I spent 8+ years working actively in politics (local, state, and federal level) trying to get basic skills back into the public school system. Unfortunately, American parents don't want to know or face the reality that Johnnie can't read, write, or compute (thank you Liberals and the NEA). I assisted a subcommittee under President Reagan that issued the report, "A Nation At Risk." I highly recommend that publication to everyone. Everything in that report, which was issued in the 1980's, has become reality. Unfortunately, parents still don't want to face the truth. Corporations in America are waking up as they have millions of employees who have limited job skills, limited communication skills, and minimal common sense.
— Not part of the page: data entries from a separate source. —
use kiln_model::{ChangeRecord, ChangeStatus};
use rayon::prelude::*;
use serde::{Deserialize, Serialize};
use std::collections::{BTreeMap, BTreeSet, VecDeque};
use std::path::{Path, PathBuf};

/// Extracts the dependency edges of one compilation unit from its content.
///
/// Analysis of different units is independent and runs in parallel; the
/// implementation must not rely on shared mutable state.
pub trait UnitAnalyzer: Send + Sync {
    /// Paths whose content this unit's rewrite depends on.
    fn dependencies_of(&self, unit: &Path) -> anyhow::Result<BTreeSet<PathBuf>>;
}

/// Directed dependency graph over compilation-unit paths.
///
/// An edge `A -> B` means A depends on B: when B changes, A must be
/// reprocessed. Units whose analysis failed are tracked separately as
/// always-stale and reprocessed on every incremental build until a successful
/// analysis replaces the marker.
#[derive(Debug, Clone, Default, PartialEq, Eq, Serialize, Deserialize)]
pub struct DependencyGraph {
    /// unit -> the units it depends on (outgoing edges).
    depends_on: BTreeMap<PathBuf, BTreeSet<PathBuf>>,
    /// unit -> the units that depend on it (reverse index of `depends_on`).
    dependents: BTreeMap<PathBuf, BTreeSet<PathBuf>>,
    always_stale: BTreeSet<PathBuf>,
}

impl DependencyGraph {
    pub fn new() -> Self {
        Self::default()
    }

    pub fn is_empty(&self) -> bool {
        self.depends_on.is_empty() && self.always_stale.is_empty()
    }

    pub fn contains(&self, unit: &Path) -> bool {
        self.depends_on.contains_key(unit)
    }

    /// Units that could not be analyzed; they must be treated as changed on
    /// every incremental invocation.
    pub fn always_stale(&self) -> &BTreeSet<PathBuf> {
        &self.always_stale
    }

    /// Rebuild the graph from scratch by analyzing every unit.
    ///
    /// Used when no persisted graph state exists or after an explicit
    /// invalidation.
    pub fn initialize_full(&mut self, units: &[PathBuf], analyzer: &dyn UnitAnalyzer) {
        self.depends_on.clear();
        self.dependents.clear();
        self.always_stale.clear();
        self.apply_analysis(analyze_parallel(units, analyzer));
    }

    /// Apply one invocation's changes and return the additional paths whose
    /// output became stale (transitive dependents of the changed set, the
    /// changed paths themselves excluded).
    ///
    /// Removed units are purged together with their outgoing edges; added and
    /// changed units get fresh edges from re-analysis. The affected set is
    /// computed against the edges recorded *before* the purge, so dependents of
    /// a removed unit are still reported.
    pub fn update_incremental(
        &mut self,
        changes: &[ChangeRecord],
        analyzer: &dyn UnitAnalyzer,
    ) -> BTreeSet<PathBuf> {
        let mut seeds = BTreeSet::new();
        let mut removed = Vec::new();
        let mut reanalyze = Vec::new();
        for change in changes {
            match change.status {
                ChangeStatus::Added | ChangeStatus::Changed => {
                    seeds.insert(change.path.clone());
                    reanalyze.push(change.path.clone());
                }
                ChangeStatus::Removed => {
                    seeds.insert(change.path.clone());
                    removed.push(change.path.clone());
                }
                ChangeStatus::Unchanged => {}
            }
        }

        let affected = self.affected_by(&seeds);

        for path in &removed {
            self.remove_unit(path);
        }
        self.apply_analysis(analyze_parallel(&reanalyze, analyzer));

        affected
    }

    /// All units transitively affected by a change to `paths`, following
    /// incoming ("is depended on by") edges. The seed paths themselves are
    /// excluded.
    pub fn affected_by(&self, paths: &BTreeSet<PathBuf>) -> BTreeSet<PathBuf> {
        let mut affected = BTreeSet::new();
        let mut queue: VecDeque<&Path> = paths.iter().map(PathBuf::as_path).collect();
        while let Some(path) = queue.pop_front() {
            let Some(dependents) = self.dependents.get(path) else {
                continue;
            };
            for dependent in dependents {
                if paths.contains(dependent) || !affected.insert(dependent.clone()) {
                    continue;
                }
                queue.push_back(dependent);
            }
        }
        affected
    }

    /// All paths whose content the output of `paths` may depend on, following
    /// outgoing edges transitively. The seed paths themselves are excluded.
    ///
    /// This is the read side of cache-key construction: every path returned
    /// here must contribute its content to the key of a task processing the
    /// seeds, otherwise a dependency edit hits a stale cache entry.
    pub fn dependency_closure(&self, paths: &BTreeSet<PathBuf>) -> BTreeSet<PathBuf> {
        let mut deps = BTreeSet::new();
        let mut queue: VecDeque<&Path> = paths.iter().map(PathBuf::as_path).collect();
        while let Some(path) = queue.pop_front() {
            let Some(targets) = self.depends_on.get(path) else {
                continue;
            };
            for target in targets {
                if paths.contains(target) || !deps.insert(target.clone()) {
                    continue;
                }
                queue.push_back(target);
            }
        }
        deps
    }

    fn apply_analysis(&mut self, results: Vec<(PathBuf, anyhow::Result<BTreeSet<PathBuf>>)>) {
        for (path, result) in results {
            match result {
                Ok(deps) => {
                    self.set_dependencies(path, deps);
                }
                Err(err) => {
                    // Conservative fallback: without edges we cannot tell what
                    // this unit is affected by, so reprocess it every build.
                    tracing::warn!(
                        target = "kiln.graph",
                        unit = %path.display(),
                        error = %err,
                        "dependency analysis failed; unit will be reprocessed on every build"
                    );
                    self.clear_outgoing_edges(&path);
                    self.depends_on.entry(path.clone()).or_default();
                    self.always_stale.insert(path);
                }
            }
        }
    }

    fn set_dependencies(&mut self, unit: PathBuf, deps: BTreeSet<PathBuf>) {
        self.clear_outgoing_edges(&unit);
        self.always_stale.remove(&unit);
        for dep in &deps {
            self.dependents.entry(dep.clone()).or_default().insert(unit.clone());
        }
        self.depends_on.insert(unit, deps);
    }

    /// Purge a unit's node and its outgoing edges. Edges *into* the unit are
    /// owned by the units that still reference it and are left in place until
    /// those units are re-analyzed.
    fn remove_unit(&mut self, unit: &Path) {
        self.clear_outgoing_edges(unit);
        self.depends_on.remove(unit);
        self.always_stale.remove(unit);
    }

    fn clear_outgoing_edges(&mut self, unit: &Path) {
        let Some(old_deps) = self.depends_on.get(unit).cloned() else {
            return;
        };
        for dep in old_deps {
            if let Some(dependents) = self.dependents.get_mut(&dep) {
                dependents.remove(unit);
                if dependents.is_empty() {
                    self.dependents.remove(&dep);
                }
            }
        }
    }
}

fn analyze_parallel(
    units: &[PathBuf],
    analyzer: &dyn UnitAnalyzer,
) -> Vec<(PathBuf, anyhow::Result<BTreeSet<PathBuf>>)> {
    units
        .par_iter()
        .map(|unit| (unit.clone(), analyzer.dependencies_of(unit)))
        .collect()
}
One-room school houses (in the 1800's) supplied a far superior education without the billions that has been spent on an educational system that produces illiteracy. Thank you American Liberals, who don't allow discipline, and the NEA for touchy-feely Liberal brainwashing.
I know, you send me offers everyday.
And where's the discussion that kids are admitted into colleges for which they are not qualified, so long as they can pay tuition.
Ask the California State system - 65% of their incoming freshmen are taking remedial courses in english, math, or both.
The real culprit - K-12 education.
This neglect will soon reach critical mass. And our country will be much the worse for it.
Fighting the urge to go on a multi-paragraph rant, I will stop now :)
Yes that is part of the problem too but more importantly it is the total LACK OF SUBSTANCE in what those who attend are TAUGHT.
What is being taught - or not taught - is the key. And I don't mean the ABCs or basic math or science. From my reading I understand that education and more specifically what we call "higher education" once had at its core the study of the meaning of creation and Man's place in it. The sciences and liberal arts were adjuncts to this central theme meant to enhance our understanding and ability to communicate on that overriding question. There are still schools that address this but they are rarely, if ever, mentioned in the same class as our "best" colleges and universities.
Secular curricula lead to graduates who have little or no idea of why they are here, teach no stable foundation for morals or ethics and produce people who are spiritually and morally illiterate. But because they have invested much time and money in a "higher education" and been told that there is no finer available they are convinced of their own superior knowledge and wisdom. Challenge the depth or scope of their education and they will not become defensive but will attack and pillory anyone so bold as to point out their almost total lack of knowledge and understanding of God, Man the universe and the relationships that exist among these. Because they are ignorant in these matters they often fall for well-packaged, skillfully marketed fads and philosophies which, to people who do have moral and spiritual grounding, appear to be foolish, stupid and dangerous. And these are the very people who wind up in positions of leadership and authority in academe, the media, business and government. And then we wonder why the moral decay of the west is so advanced.
Typical leftist BS. Gotta prob? No prob, just throw lots and lots of taxpayer money at it. Still not fixed? You obviously didn't throw enough money at it. Throw some more.
Repeat.
Repeat.
Repeat.
Repeat.
Repeat.
Repeat.
My Dad (God rest his soul) worked 40 something years for AT&T. I can remember him telling me back in the mid 80s that AT&T was having trouble finding entry level people who could read and write at a ninth grade level. AT&T's solution? They, at their own expense (which means you and I paid :), set up remedial schools to fix the problem. Sad. Really, really sad.